═════ AVAILABLE DATA ═════

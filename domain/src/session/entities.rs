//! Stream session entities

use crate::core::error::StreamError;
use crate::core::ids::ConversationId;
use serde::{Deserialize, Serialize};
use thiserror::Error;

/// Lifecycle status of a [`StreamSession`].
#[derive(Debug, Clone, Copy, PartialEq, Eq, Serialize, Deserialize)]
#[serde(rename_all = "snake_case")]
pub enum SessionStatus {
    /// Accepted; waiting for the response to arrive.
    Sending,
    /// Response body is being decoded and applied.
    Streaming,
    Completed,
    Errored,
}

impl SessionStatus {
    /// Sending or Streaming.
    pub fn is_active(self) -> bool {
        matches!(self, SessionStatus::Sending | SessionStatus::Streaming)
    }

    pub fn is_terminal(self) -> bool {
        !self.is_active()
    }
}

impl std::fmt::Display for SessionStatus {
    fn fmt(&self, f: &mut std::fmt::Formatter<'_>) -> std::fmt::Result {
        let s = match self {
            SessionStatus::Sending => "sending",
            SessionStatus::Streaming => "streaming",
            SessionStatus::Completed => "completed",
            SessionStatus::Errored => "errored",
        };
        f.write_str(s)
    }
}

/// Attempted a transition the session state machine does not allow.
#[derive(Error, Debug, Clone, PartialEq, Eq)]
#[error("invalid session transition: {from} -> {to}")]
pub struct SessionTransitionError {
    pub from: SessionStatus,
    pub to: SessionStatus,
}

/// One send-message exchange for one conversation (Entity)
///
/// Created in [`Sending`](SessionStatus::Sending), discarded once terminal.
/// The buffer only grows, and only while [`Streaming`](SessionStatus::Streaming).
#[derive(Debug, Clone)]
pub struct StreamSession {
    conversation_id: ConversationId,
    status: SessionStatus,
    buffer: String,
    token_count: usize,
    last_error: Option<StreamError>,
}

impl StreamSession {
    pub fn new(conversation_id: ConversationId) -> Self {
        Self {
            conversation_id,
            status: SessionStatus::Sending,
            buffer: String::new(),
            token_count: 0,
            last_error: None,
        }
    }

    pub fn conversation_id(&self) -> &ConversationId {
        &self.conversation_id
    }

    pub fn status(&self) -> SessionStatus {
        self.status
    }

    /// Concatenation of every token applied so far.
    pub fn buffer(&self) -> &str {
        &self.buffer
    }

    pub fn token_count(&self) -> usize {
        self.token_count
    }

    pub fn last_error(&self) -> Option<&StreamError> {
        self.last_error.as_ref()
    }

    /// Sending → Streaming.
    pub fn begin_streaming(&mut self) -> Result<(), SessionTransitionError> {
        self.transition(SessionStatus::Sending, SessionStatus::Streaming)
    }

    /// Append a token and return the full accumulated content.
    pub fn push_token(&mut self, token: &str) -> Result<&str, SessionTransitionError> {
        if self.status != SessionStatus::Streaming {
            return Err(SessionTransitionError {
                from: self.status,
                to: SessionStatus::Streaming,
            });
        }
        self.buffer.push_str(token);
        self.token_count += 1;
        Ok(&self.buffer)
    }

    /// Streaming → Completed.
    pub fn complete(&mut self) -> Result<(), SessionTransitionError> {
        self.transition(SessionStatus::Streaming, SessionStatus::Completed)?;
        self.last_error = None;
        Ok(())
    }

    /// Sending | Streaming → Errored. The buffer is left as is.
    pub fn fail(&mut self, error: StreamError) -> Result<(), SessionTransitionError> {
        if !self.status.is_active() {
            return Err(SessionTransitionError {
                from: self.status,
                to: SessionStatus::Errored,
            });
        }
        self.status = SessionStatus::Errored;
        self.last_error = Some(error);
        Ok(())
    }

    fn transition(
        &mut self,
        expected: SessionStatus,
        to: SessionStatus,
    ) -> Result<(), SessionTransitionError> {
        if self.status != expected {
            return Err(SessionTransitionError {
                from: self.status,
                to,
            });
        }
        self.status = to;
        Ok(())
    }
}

═════

## PROBLEM DETAILS
Copy the records exactly, keeping every word in place.

## TASK OUTPUT
filename domain/src/session/entities.rs
//! Stream session entities

use crate::core::error::StreamError;
use crate::core::ids::ConversationId;
use serde::{Deserialize, Serialize};
use thiserror::Error;

/// Lifecycle status of a [`StreamSession`].
#[derive(Debug, Clone, Copy, PartialEq, Eq, Serialize, Deserialize)]
#[serde(rename_all = "snake_case")]
pub enum SessionStatus {
    /// Accepted; waiting for the response to arrive.
    Sending,
    /// Response body is being decoded and applied.
    Streaming,
    Completed,
    Errored,
}

impl SessionStatus {
    /// Sending or Streaming.
    pub fn is_active(self) -> bool {
        matches!(self, SessionStatus::Sending | SessionStatus::Streaming)
    }

    pub fn is_terminal(self) -> bool {
        !self.is_active()
    }
}

impl std::fmt::Display for SessionStatus {
    fn fmt(&self, f: &mut std::fmt::Formatter<'_>) -> std::fmt::Result {
        let s = match self {
            SessionStatus::Sending => "sending",
            SessionStatus::Streaming => "streaming",
            SessionStatus::Completed => "completed",
            SessionStatus::Errored => "errored",
        };
        f.write_str(s)
    }
}

/// Attempted a transition the session state machine does not allow.
#[derive(Error, Debug, Clone, PartialEq, Eq)]
#[error("invalid session transition: {from} -> {to}")]
pub struct SessionTransitionError {
    pub from: SessionStatus,
    pub to: SessionStatus,
}

/// One send-message exchange for one conversation (Entity)
///
/// Created in [`Sending`](SessionStatus::Sending), discarded once terminal.
/// The buffer only grows, and only while [`Streaming`](SessionStatus::Streaming).
#[derive(Debug, Clone)]
pub struct StreamSession {
    conversation_id: ConversationId,
    status: SessionStatus,
    buffer: String,
    token_count: usize,
    last_error: Option<StreamError>,
}

impl StreamSession {
    pub fn new(conversation_id: ConversationId) -> Self {
        Self {
            conversation_id,
            status: SessionStatus::Sending,
            buffer: String::new(),
            token_count: 0,
            last_error: None,
        }
    }

    pub fn conversation_id(&self) -> &ConversationId {
        &self.conversation_id
    }

    pub fn status(&self) -> SessionStatus {
        self.status
    }

    /// Concatenation of every token applied so far.
    pub fn buffer(&self) -> &str {
        &self.buffer
    }

    pub fn token_count(&self) -> usize {
        self.token_count
    }

    pub fn last_error(&self) -> Option<&StreamError> {
        self.last_error.as_ref()
    }

    /// Sending → Streaming.
    pub fn begin_streaming(&mut self) -> Result<(), SessionTransitionError> {
        self.transition(SessionStatus::Sending, SessionStatus::Streaming)
    }

    /// Append a token and return the full accumulated content.
    pub fn push_token(&mut self, token: &str) -> Result<&str, SessionTransitionError> {
        if self.status != SessionStatus::Streaming {
            return Err(SessionTransitionError {
                from: self.status,
                to: SessionStatus::Streaming,
            });
        }
        self.buffer.push_str(token);
        self.token_count += 1;
        Ok(&self.buffer)
    }

    /// Streaming → Completed.
    pub fn complete(&mut self) -> Result<(), SessionTransitionError> {
        self.transition(SessionStatus::Streaming, SessionStatus::Completed)?;
        self.last_error = None;
        Ok(())
    }

    /// Sending | Streaming → Errored. The buffer is left as is.
    pub fn fail(&mut self, error: StreamError) -> Result<(), SessionTransitionError> {
        if !self.status.is_active() {
            return Err(SessionTransitionError {
                from: self.status,
                to: SessionStatus::Errored,
            });
        }
        self.status = SessionStatus::Errored;
        self.last_error = Some(error);
        Ok(())
    }

    fn transition(
        &mut self,
        expected: SessionStatus,
        to: SessionStatus,
    ) -> Result<(), SessionTransitionError> {
        if self.status != expected {
            return Err(SessionTransitionError {
                from: self.status,
                to,
            });
        }
        self.status = to;
        Ok(())
    }
}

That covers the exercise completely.